The company entered 2023 with almost $187 billion across its various strategies to deploy on behalf of clients into new investments. The bulk of that money is in its private equity funds, where the company has been very active.

It recently closed the acquisition of Esdec Solar Group, a global leader in rooftop solar mounting systems. Meanwhile, it agreed to buy a majority stake in Emerson Electric's (EMR 1.37%) climate technologies business, valuing that entity at $14 billion.

The latter deal gave Emerson cash to invest in its growth while giving Blackstone's investors control of a business it intends to take to the next stage to drive outsize returns. Emerson will benefit from that growth via its retained share, which it eventually hopes to sell at an even higher value. 

Given the current macroeconomic backdrop, Blackstone should have even more opportunities to make attractive investments. Sinking stock prices have driven down valuations, while rising interest rates have made it more expensive for companies to access capital.

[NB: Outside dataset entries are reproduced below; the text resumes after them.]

//! CLI argument parsing using clap.

use clap::ArgAction;
use clap::Parser;
use clap::Subcommand;
use clap_complete::Shell;
use std::path::PathBuf;

/// Environment variable consulted when `--password` is not given.
pub const PASSWORD_ENV: &str = "ZIPKIT_PASSWORD";

#[derive(Parser)]
#[command(name = "zipkit")]
#[command(author, version, about, long_about = None)]
#[command(propagate_version = true)]
pub struct Cli {
    #[command(subcommand)]
    pub command: Commands,

    /// Increase log verbosity (-v info, -vv debug, -vvv trace)
    #[arg(short, long, global = true, action = ArgAction::Count)]
    pub verbose: u8,

    /// Suppress non-error output
    #[arg(short, long, global = true, conflicts_with = "verbose")]
    pub quiet: bool,

    /// Output results in JSON format
    #[arg(short, long, global = true)]
    pub json: bool,
}

#[derive(Subcommand)]
pub enum Commands {
    /// Compress a file or directory into a ZIP archive
    Zip(ZipArgs),
    /// Extract a ZIP archive into a directory
    Unzip(UnzipArgs),
    /// Print the engine version
    Version,
    /// Generate shell completions
    Completion(CompletionArgs),
}

#[derive(clap::Args)]
pub struct ZipArgs {
    /// File or directory to archive
    #[arg(value_name = "SOURCE")]
    pub source: PathBuf,

    /// Path of the archive to write
    #[arg(value_name = "DESTINATION")]
    pub destination: PathBuf,

    /// Encrypt entries with AES-256 using this password
    #[arg(short, long, env = PASSWORD_ENV, hide_env_values = true)]
    pub password: Option<String>,

    /// Compression level (0 stores entries uncompressed)
    #[arg(short = 'l', long, value_parser = clap::value_parser!(u8).range(0..=9))]
    pub level: Option<u8>,

    /// Archive the targets of symbolic links instead of skipping them
    #[arg(long)]
    pub follow_symlinks: bool,

    /// Do not write entries for directories
    #[arg(long)]
    pub no_directory_entries: bool,

    /// Fail on unreadable paths instead of skipping them
    #[arg(long)]
    pub strict: bool,
}

#[derive(clap::Args)]
pub struct UnzipArgs {
    /// Path to the archive file
    #[arg(value_name = "SOURCE")]
    pub source: PathBuf,

    /// Output directory (created if missing)
    #[arg(value_name = "DESTINATION")]
    pub destination: PathBuf,

    /// Password for encrypted entries
    #[arg(short, long, env = PASSWORD_ENV, hide_env_values = true)]
    pub password: Option<String>,

    /// Preserve file permissions from archive
    #[arg(long)]
    pub preserve_permissions: bool,
}

#[derive(clap::Args)]
pub struct CompletionArgs {
    /// Target shell
    #[arg(value_enum)]
    pub shell: Shell,
}

impl Commands {
    /// Operation name reported in JSON output.
    pub const fn name(&self) -> &'static str {
        match self {
            Self::Zip(_) => "zip",
            Self::Unzip(_) => "unzip",
            Self::Version => "version",
            Self::Completion(_) => "completion",
        }
    }
}

impl Cli {
    /// Maps `-v` occurrences to a log level filter.
    ///
    /// Warnings are shown by default so skipped paths stay visible.
    pub const fn log_level(&self) -> log::LevelFilter {
        if self.quiet {
            return log::LevelFilter::Error;
        }
        match self.verbose {
            0 => log::LevelFilter::Warn,
            1 => log::LevelFilter::Info,
            2 => log::LevelFilter::Debug,
            _ => log::LevelFilter::Trace,
        }
    }
}
//! Version command implementation.

use crate::output::OutputFormatter;
use anyhow::Result;

pub fn execute(formatter: &dyn OutputFormatter) -> Result<()> {
    formatter.format_version(zipkit_core::version())
}
//! Archive entry types.

use std::path::Path;
use std::path::PathBuf;

/// Kind of an archive entry.
#[derive(Debug, Clone, Copy, PartialEq, Eq, Hash)]
pub enum EntryKind {
    /// Regular file with content.
    File,
    /// Directory marker without content.
    Directory,
}

impl EntryKind {
    /// Returns `true` if this is a regular file.
    #[must_use]
    pub const fn is_file(self) -> bool {
        matches!(self, Self::File)
    }

    /// Returns `true` if this is a directory.
    #[must_use]
    pub const fn is_directory(self) -> bool {
        matches!(self, Self::Directory)
    }
}

/// An entry to be written into an archive.
///
/// `name` is the relative, `/`-separated name stored in the archive. It never
/// starts with `/`, never carries a drive prefix, and never contains a `..`
/// segment. `path` is the filesystem location the content is read from.
///
/// # Examples
///
/// ```
/// use zipkit_core::types::ArchiveEntry;
/// use zipkit_core::types::EntryKind;
///
/// let entry = ArchiveEntry::new("root/sub", "/data/root/sub", EntryKind::Directory, 0);
/// assert_eq!(entry.zip_name(), "root/sub/");
/// ```
#[derive(Debug, Clone, PartialEq, Eq)]
pub struct ArchiveEntry {
    /// Relative archive name using `/` separators.
    pub name: String,

    /// Absolute (or caller-relative) filesystem path of the source.
    pub path: PathBuf,

    /// File or directory.
    pub kind: EntryKind,

    /// Size in bytes at walk time (0 for directories).
    pub size: u64,
}

impl ArchiveEntry {
    /// Creates a new entry.
    #[must_use]
    pub fn new(
        name: impl Into<String>,
        path: impl Into<PathBuf>,
        kind: EntryKind,
        size: u64,
    ) -> Self {
        Self {
            name: name.into(),
            path: path.into(),
            kind,
            size,
        }
    }

    /// Returns the name as stored in the ZIP container.
    ///
    /// Directory entries get a trailing `/`, which is how ZIP readers
    /// recognize them.
    #[must_use]
    pub fn zip_name(&self) -> String {
        match self.kind {
            EntryKind::File => self.name.clone(),
            EntryKind::Directory => format!("{}/", self.name),
        }
    }

    /// Returns the source path.
    #[must_use]
    pub fn source_path(&self) -> &Path {
        &self.path
    }
}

That could give Blackstone more opportunities to partner with companies like Emerson to provide them with the money they need to accelerate growth. Those deals could set its funds up to earn outsize returns that would eventually flow to Blackstone's bottom line through performance revenue.

Lastly, it's worth pointing out the significant dry powder across Blackstone's real estate funds, including BREIT. That gives it the capital to acquire real estate across its various strategies. These investments should grow value for its fund investors in the coming years while earning Blackstone fees and performance revenue.

Well positioned for whatever may come

Blackstone delivered solid results last quarter. Investors continue to pour more money into its funds, including BREIT, driving growth in fee-related earnings.

Because of that, the company has lots of dry power to continue making investments in what could be a ripe environment this year, given the economic and interest rate backdrop. That capital positions Blackstone to continue delivering attractive returns for its investors, which should yield higher performance revenue in the future. 

This outlook suggests Blackstone can continue growing value for its shareholders, including paying a sizable dividend. With shares still down sharply, it looks like a compelling buy right now.